The REALL team from the Alpha Omega Care Center hopes to bring its message of respecting the dignity of the individual to local youth, according to Team Director Nancy DeBacker.
“I love the name, ‘Respect everything about Life and Love,’ because it focuses on the dignity of the individual,” DeBacker said. “There’s so much going on now, with #MeToo and abuse and bullying and negative, unhealthy relationships, so we really want to focus on healthy relationships.”
The team aims to recruit college students who are “committed to upholding the value and dignity of human life, promoting sexual integrity and purity, and empowering young people to make informed decisions about the emotional, physical, and spiritual aspects of their sexuality,” according to their promotional flyer.
Students will work with the center to introduce their sexual risk avoidance curriculum to Hillsdale Intermediate School District and local church youth groups. With regard to schools, the curriculum must be approved by the sex education board of the school county. According to DeBacker, the process has begun but is still currently pending.
Even if the school board doesn’t accept the curriculum, “Willing to Wait,” the team will continue forward with church youth groups and parent education nights. It has recently been implemented in Kent ISD.
The care center has worked with Hillsdale students in the past to promote an abstinence program, which had some success in the early 1990s and then in the mid-2000s. After the program fizzled out, DeBacker decided to bring it back.
“It’s a wonderful opportunity for students to have an opportunity for impact: to be inspirations, role models, and to challenge middle school and high school youth to the higher ground by respecting themselves, their own dignity, and the dignity of individuals,” DeBacker said.
Freshman Sophia Berryhill is the team student contact who will be responsible for connecting students to the center. According to Berryhill, the program represented a harmony of certain interests and pursuits she has.
“It was kind of a natural funneling for me in my interests and personal stories I had heard in my high school youth group,” Berryhill said. “I’m seeing this as a way I can hopefully share, in light of my interests and the stories from people close to me, how to navigate [sexuality] as a young person.”
Since the curriculum will involve college-aged students and contain more biological explanation than the typical abstinence curriculum, Berryhill hopes this strategy will be more effective.
“While this curriculum is still promoting waiting to have sex until marriage, the way that we’re going about that is different and that will better people a lot more,” Berryhill said. “A lot of people don’t get the reasons. We’re trying to speak into how [sex before marriage] can hurt you emotionally and physically and spiritually and how all of those things are interconnected spiritually.”

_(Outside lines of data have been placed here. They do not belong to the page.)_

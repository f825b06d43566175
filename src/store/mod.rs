//! Account store: operation protocols over the shared ledger file
//!
//! Orchestrates the locator, the lock manager, and the codec. Every
//! operation is a short state sequence: probe, acquire, mutate,
//! release. A path that acquires a lock releases it exactly once on
//! every exit, including validation failures, lookup failures after
//! acquisition, and write failures (the guard drop is the backstop).
//!
//! Lock scopes:
//! - Inspect and attribute reads hold nothing; they only probe.
//! - Withdraw locks the full record line.
//! - Deposit locks only the balance byte sub-range. The rewrite still
//!   touches bytes outside that sub-range; this is an accepted
//!   limitation, not true attribute isolation.
//! - Delete locks the whole file.
//!
//! The probe/acquire pair is racy by construction: another owner can
//! take the range between the two calls. The store tolerates this by
//! always performing the real non-blocking acquire and treating its
//! denial as authoritative.

mod errors;
mod locator;

pub use errors::{StoreError, StoreResult};
pub use locator::{find_by_key, ScanHit, Span};

use std::fs::{File, OpenOptions};
use std::os::unix::fs::FileExt;
use std::path::{Path, PathBuf};
use std::sync::Arc;

use crate::lock::{ByteRange, LockManager, Probe};
use crate::record::{tombstone_line, Account};

/// A record attribute addressable by the attribute-read operation.
#[derive(Debug, Clone, Copy, PartialEq, Eq)]
pub enum Attribute {
    Name,
    Surname,
    Balance,
}

/// Store over one open handle to the shared ledger file.
///
/// The handle doubles as the lock owner: all locks taken through this
/// store die with it. Offsets are threaded explicitly through every
/// read and write; no operation depends on a prior operation's cursor
/// state.
pub struct AccountStore {
    file: Arc<File>,
    locks: LockManager,
    path: PathBuf,
}

impl AccountStore {
    /// Opens (or creates) the ledger file for shared read/write use.
    pub fn open(path: &Path) -> StoreResult<Self> {
        let file = OpenOptions::new()
            .read(true)
            .write(true)
            .create(true)
            .open(path)?;
        let file = Arc::new(file);

        Ok(Self {
            locks: LockManager::new(Arc::clone(&file)),
            file,
            path: path.to_path_buf(),
        })
    }

    pub fn path(&self) -> &Path {
        &self.path
    }

    /// Read-only snapshot of a record. Takes no lock; only probes the
    /// whole file for a foreign exclusive hold.
    pub fn inspect(&self, key: u32) -> StoreResult<Account> {
        self.ensure_file_free()?;
        Ok(self.find(key)?.account)
    }

    /// Withdraws `amount` under a record-granularity lock.
    ///
    /// Succeeds iff `0 < amount <= balance`; on success the full line
    /// is rewritten at its existing offset with the new balance.
    pub fn withdraw(&self, key: u32, amount: f64) -> StoreResult<Account> {
        self.ensure_file_free()?;
        let hit = self.find(key)?;

        self.with_lock(hit.span.record_range(), || {
            if amount <= 0.0 {
                return Err(StoreError::InvalidAmount(format!(
                    "withdrawal must be positive, got {:.2}",
                    amount
                )));
            }
            if amount > hit.account.balance {
                return Err(StoreError::InvalidAmount(format!(
                    "insufficient funds: balance {:.2}, requested {:.2}",
                    hit.account.balance, amount
                )));
            }

            let mut account = hit.account.clone();
            account.balance -= amount;
            self.rewrite(&account, hit.span.record_offset)?;
            Ok(account)
        })
    }

    /// Deposits `amount` under an attribute-granularity lock on the
    /// balance byte sub-range.
    ///
    /// Succeeds iff `amount > 0`; on success the full line is
    /// rewritten at its existing offset.
    pub fn deposit(&self, key: u32, amount: f64) -> StoreResult<Account> {
        self.ensure_file_free()?;
        let hit = self.find(key)?;
        let balance_range = hit
            .span
            .balance
            .ok_or(StoreError::MalformedRecord(key))?;

        self.with_lock(balance_range, || {
            if amount <= 0.0 {
                return Err(StoreError::InvalidAmount(format!(
                    "deposit must be positive, got {:.2}",
                    amount
                )));
            }

            let mut account = hit.account.clone();
            account.balance += amount;
            self.rewrite(&account, hit.span.record_offset)?;
            Ok(account)
        })
    }

    /// Deletes a record under a whole-file lock by overwriting its
    /// line with the `#DELETED,<key>` tombstone.
    ///
    /// The acquire itself is the gate; there is no prior probe. The
    /// record's bytes stay on disk permanently, and when the
    /// tombstone's length differs from the line's, byte offsets of
    /// later records go stale until those records are rewritten. No
    /// offset reconciliation is performed.
    pub fn delete(&self, key: u32) -> StoreResult<()> {
        self.with_lock(ByteRange::whole_file(), || {
            let hit = find_by_key(&self.file, key)?.ok_or(StoreError::NotFound(key))?;
            self.file
                .write_all_at(tombstone_line(key).as_bytes(), hit.span.record_offset)?;
            Ok(())
        })
    }

    /// Reads one attribute of a record without taking any lock.
    ///
    /// The balance attribute additionally probes its own byte
    /// sub-range, since a depositor may hold it; name and surname are
    /// gated only by the whole-file probe.
    pub fn attribute(&self, key: u32, attribute: Attribute) -> StoreResult<String> {
        self.ensure_file_free()?;
        let hit = self.find(key)?;

        match attribute {
            Attribute::Name => Ok(hit.account.name),
            Attribute::Surname => Ok(hit.account.surname),
            Attribute::Balance => {
                let range = hit
                    .span
                    .balance
                    .ok_or(StoreError::MalformedRecord(key))?;
                match self.locks.probe(range)? {
                    Probe::Available => Ok(format!("{:.2}", hit.account.balance)),
                    Probe::HeldByOther => Err(StoreError::Busy(range)),
                }
            }
        }
    }

    /// Appends a well-formed record line at end-of-file. Used by the
    /// fixture loader; not part of the interactive surface.
    pub fn append(&self, account: &Account) -> StoreResult<u64> {
        let line = account.encode()?;
        let offset = self.file.metadata()?.len();
        self.file.write_all_at(line.as_bytes(), offset)?;
        Ok(offset)
    }

    /// Exposes the lock manager for callers that need raw range
    /// probes or holds (tests, external collaborators).
    pub fn locks(&self) -> &LockManager {
        &self.locks
    }

    fn find(&self, key: u32) -> StoreResult<ScanHit> {
        find_by_key(&self.file, key)?.ok_or(StoreError::NotFound(key))
    }

    /// Whole-file probe performed before lookups: if another owner
    /// holds any byte exclusively, report Busy and stop.
    fn ensure_file_free(&self) -> StoreResult<()> {
        match self.locks.probe(ByteRange::whole_file())? {
            Probe::Available => Ok(()),
            Probe::HeldByOther => Err(StoreError::Busy(ByteRange::whole_file())),
        }
    }

    /// Runs `body` under an exclusive lock on `range`.
    ///
    /// On success the lock is released explicitly so a release
    /// failure surfaces; on error the guard drop releases before the
    /// error propagates.
    fn with_lock<T>(
        &self,
        range: ByteRange,
        body: impl FnOnce() -> StoreResult<T>,
    ) -> StoreResult<T> {
        let guard = self.locks.acquire(range)?;
        match body() {
            Ok(value) => {
                guard.release()?;
                Ok(value)
            }
            Err(e) => {
                drop(guard);
                Err(e)
            }
        }
    }

    /// Rewrites a record's full line at its existing offset with the
    /// balance formatted to two fraction digits.
    fn rewrite(&self, account: &Account, offset: u64) -> StoreResult<()> {
        let line = account.encode()?;
        self.file.write_all_at(line.as_bytes(), offset)?;
        Ok(())
    }
}
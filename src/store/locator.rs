//! Record locator: linear scan with explicit offsets
//!
//! Finds a record by key in the unindexed byte stream and reports the
//! exact byte range of its line plus the sub-range of its balance
//! token, so callers can lock at record or attribute granularity.
//!
//! The scan reads fixed-size chunks at explicit offsets (`read_at`,
//! no shared cursor) into a line-reassembly buffer. Lines that fail
//! to decode are skipped without aborting the lookup; comment and
//! tombstone lines (`#` prefix) are never key-matched. Every lookup
//! is a full linear pass up to the match point; there is no index.

use std::fs::File;
use std::io;
use std::os::unix::fs::FileExt;

use crate::lock::ByteRange;
use crate::record::{Account, COMMENT_BYTE, FIELD_DELIMITER, MAX_LINE_LEN};

const CHUNK_SIZE: usize = 8192;

/// Byte addresses of a located record.
///
/// Valid only immediately after the lookup that produced it: another
/// process may mutate the file at any time, so every mutation
/// re-validates through its own lock acquisition before writing.
#[derive(Debug, Clone, Copy, PartialEq, Eq)]
pub struct Span {
    /// Offset of the line's first byte.
    pub record_offset: u64,
    /// Length of the full line, terminator included.
    pub record_len: u64,
    /// Byte sub-range of the balance token, `None` when it cannot be
    /// determined.
    pub balance: Option<ByteRange>,
}

impl Span {
    /// The record-granularity lock range: the full line.
    pub fn record_range(&self) -> ByteRange {
        ByteRange::new(self.record_offset, self.record_len)
    }
}

/// A record found by the scan, with its byte addresses.
#[derive(Debug, Clone)]
pub struct ScanHit {
    pub account: Account,
    pub span: Span,
}

/// Scans `file` from byte 0 for the first record whose key equals
/// `key`. Returns `None` when no line matches.
pub fn find_by_key(file: &File, key: u32) -> io::Result<Option<ScanHit>> {
    let mut chunk = [0u8; CHUNK_SIZE];
    let mut pending: Vec<u8> = Vec::new();
    let mut read_pos: u64 = 0;
    let mut line_start: u64 = 0;

    loop {
        let n = file.read_at(&mut chunk, read_pos)?;
        if n == 0 {
            // Final line may lack a terminator.
            if !pending.is_empty() {
                if let Some(hit) = match_line(&pending, false, line_start, key) {
                    return Ok(Some(hit));
                }
            }
            return Ok(None);
        }
        read_pos += n as u64;
        pending.extend_from_slice(&chunk[..n]);

        while let Some(newline) = pending.iter().position(|b| *b == b'\n') {
            let line: Vec<u8> = pending.drain(..=newline).collect();
            if let Some(hit) = match_line(&line, true, line_start, key) {
                return Ok(Some(hit));
            }
            line_start += line.len() as u64;
        }
    }
}

/// Decodes one reassembled line and matches it against the target
/// key. Comment lines, undecodable lines, oversized lines, and
/// non-UTF-8 lines all return `None`; the scan tolerates them and
/// moves on.
fn match_line(line: &[u8], terminated: bool, line_start: u64, key: u32) -> Option<ScanHit> {
    let body = if terminated {
        &line[..line.len() - 1]
    } else {
        line
    };

    if body.is_empty() || body[0] == COMMENT_BYTE || line.len() > MAX_LINE_LEN {
        return None;
    }

    let text = std::str::from_utf8(body).ok()?;
    let account = Account::decode(text).ok()?;
    if account.key != key {
        return None;
    }

    // Balance token runs from the byte after the last delimiter to
    // end-of-line, terminator excluded.
    let balance = text.rfind(FIELD_DELIMITER).map(|delim| {
        let start = delim + 1;
        ByteRange::new(line_start + start as u64, (body.len() - start) as u64)
    });

    Some(ScanHit {
        account,
        span: Span {
            record_offset: line_start,
            record_len: line.len() as u64,
            balance,
        },
    })
}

While the current sexual education fails to fill in all the gaps, the new curriculum will tie these elements together, Berryhill said.
“There’s something lacking in how people talk about contraception and birth control,” Berryhill said. “The hormonal effects and the mental health effects that birth control has proved to have on women is not really talked about enough. There’s a lot of stuff in the middle that you need to fill in.”

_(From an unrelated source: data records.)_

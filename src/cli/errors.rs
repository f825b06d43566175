//! CLI-specific error types

use std::io;

use thiserror::Error;

use crate::store::StoreError;

/// CLI result type
pub type CliResult<T> = Result<T, CliError>;

/// CLI errors: configuration problems, terminal I/O problems, and
/// store failures bubbling up from an operation.
#[derive(Debug, Error)]
pub enum CliError {
    #[error("configuration error: {0}")]
    Config(String),

    #[error("I/O error: {0}")]
    Io(#[from] io::Error),

    #[error(transparent)]
    Store(#[from] StoreError),
}

impl CliError {
    pub fn config_error(msg: impl Into<String>) -> Self {
        CliError::Config(msg.into())
    }

    /// Stable error code string for structured output.
    pub fn code(&self) -> &'static str {
        match self {
            CliError::Config(_) => "LEDGER_CLI_CONFIG_ERROR",
            CliError::Io(_) => "LEDGER_CLI_IO_ERROR",
            CliError::Store(e) => e.code(),
        }
    }
}

impl From<serde_json::Error> for CliError {
    fn from(e: serde_json::Error) -> Self {
        CliError::Io(io::Error::new(io::ErrorKind::InvalidData, e))
    }
}
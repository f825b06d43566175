//! ledgerfile - a concurrent flat-file account ledger
//!
//! One mutable text file, one record per line, shared by independent
//! processes and arbitrated by advisory byte-range locks at three
//! granularities: whole file, full record, single attribute.

pub mod cli;
pub mod fixtures;
pub mod lock;
pub mod observability;
pub mod record;
pub mod store;
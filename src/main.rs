//! ledgerfile CLI entry point
//!
//! A minimal entrypoint: parse arguments, dispatch to the CLI
//! module, exit non-zero on failure. All logic lives in `cli`.

use ledgerfile::cli;

fn main() {
    if cli::run().is_err() {
        std::process::exit(1);
    }
}
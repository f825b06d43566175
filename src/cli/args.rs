//! CLI argument definitions using clap
//!
//! Each invocation performs exactly one ledger operation:
//! - ledgerfile init [--config <path>] [--file <path>]
//! - ledgerfile inspect <file> --key K
//! - ledgerfile withdraw <file> --key K --amount A
//! - ledgerfile deposit <file> --key K --amount A
//! - ledgerfile delete <file> --key K
//! - ledgerfile attribute <file> --key K --field name|surname|balance

use clap::{Parser, Subcommand, ValueEnum};
use std::path::PathBuf;

use crate::store::Attribute;

/// ledgerfile - a concurrent flat-file account ledger
#[derive(Parser, Debug)]
#[command(name = "ledgerfile")]
#[command(version, about, long_about = None)]
pub struct Cli {
    #[command(subcommand)]
    pub command: Command,
}

#[derive(Subcommand, Debug)]
pub enum Command {
    /// Create (or reset) a ledger file seeded with fixture accounts
    Init {
        /// Path to configuration file
        #[arg(long, default_value = "./ledgerfile.json")]
        config: PathBuf,

        /// Ledger file path, overriding the configured one
        #[arg(long)]
        file: Option<PathBuf>,
    },

    /// Show a full account record
    Inspect {
        /// Ledger file path
        file: PathBuf,

        /// Account key
        #[arg(long)]
        key: u32,
    },

    /// Withdraw an amount under a record-level lock
    Withdraw {
        /// Ledger file path
        file: PathBuf,

        /// Account key
        #[arg(long)]
        key: u32,

        /// Amount to withdraw
        #[arg(long)]
        amount: f64,
    },

    /// Deposit an amount under a balance-attribute lock
    Deposit {
        /// Ledger file path
        file: PathBuf,

        /// Account key
        #[arg(long)]
        key: u32,

        /// Amount to deposit
        #[arg(long)]
        amount: f64,
    },

    /// Delete an account under a whole-file lock
    Delete {
        /// Ledger file path
        file: PathBuf,

        /// Account key
        #[arg(long)]
        key: u32,
    },

    /// Show a single attribute of an account
    Attribute {
        /// Ledger file path
        file: PathBuf,

        /// Account key
        #[arg(long)]
        key: u32,

        /// Attribute to display
        #[arg(long, value_enum)]
        field: AttributeArg,
    },
}

#[derive(Debug, Clone, Copy, ValueEnum)]
pub enum AttributeArg {
    Name,
    Surname,
    Balance,
}

impl From<AttributeArg> for Attribute {
    fn from(arg: AttributeArg) -> Self {
        match arg {
            AttributeArg::Name => Attribute::Name,
            AttributeArg::Surname => Attribute::Surname,
            AttributeArg::Balance => Attribute::Balance,
        }
    }
}

impl Cli {
    /// Parse command line arguments
    pub fn parse_args() -> Self {
        Cli::parse()
    }
}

Director of Health Services Brock Lutz spoke to this missing element in the current conversation.
“Our culture is in a crisis in this area and certainly someone needs to speak to these topics,” Lutz wrote in an email. “I find that many Christian, conservative families are actually hesitant to talk to their kids openly about sex or don’t exactly know how to do that and thus the culture is coming in and inserting its own beliefs.”
Lutz went on to say that the conversation needs to include the “why” behind waiting until marriage.
“There needs to be a voice that [says] waiting until marriage is the best choice that young people can make sexually and that every young person is actually capable of that or can make different choices once they have started down that road,” Lutz said.
According to Lutz, young people need to hear a clearer message than the one they hear from the current culture.
“I do believe we are suffering from many mixed messages about this culturally and so the message needs to be very clear and a very positive message that this is the best way to navigate through premarital life and the best choices in order to set up the healthiest marriage in the future,” Lutz said.
DeBacker said the “Willing to Wait” curriculum and REALL Team presentations will educate young people “based on factual and solid information.”
“It’s more than just saying no,” DeBacker said. “This generation of young people wants to know why. We want to treat people with respect and them asking why is valid. We want to give people all of the tools, the who, what, when, where, and why for them to become the best version of themselves.”
DeBacker’s experience with previous abstinence programs in Hillsdale has shown that the involvement of college students is invaluable. For many young people, choosing to not be sexually active was simply never an option presented to them, Debacker said.
“So many times over the years, we’ve had students say, ‘No one ever told me I had the choice to say, ‘No, I’m not going to fall in that behavior,’” DeBacker said. “That was stunning to me. That’s why I love to see the REALL team, the young men and women, give that message because it resonates with the students.”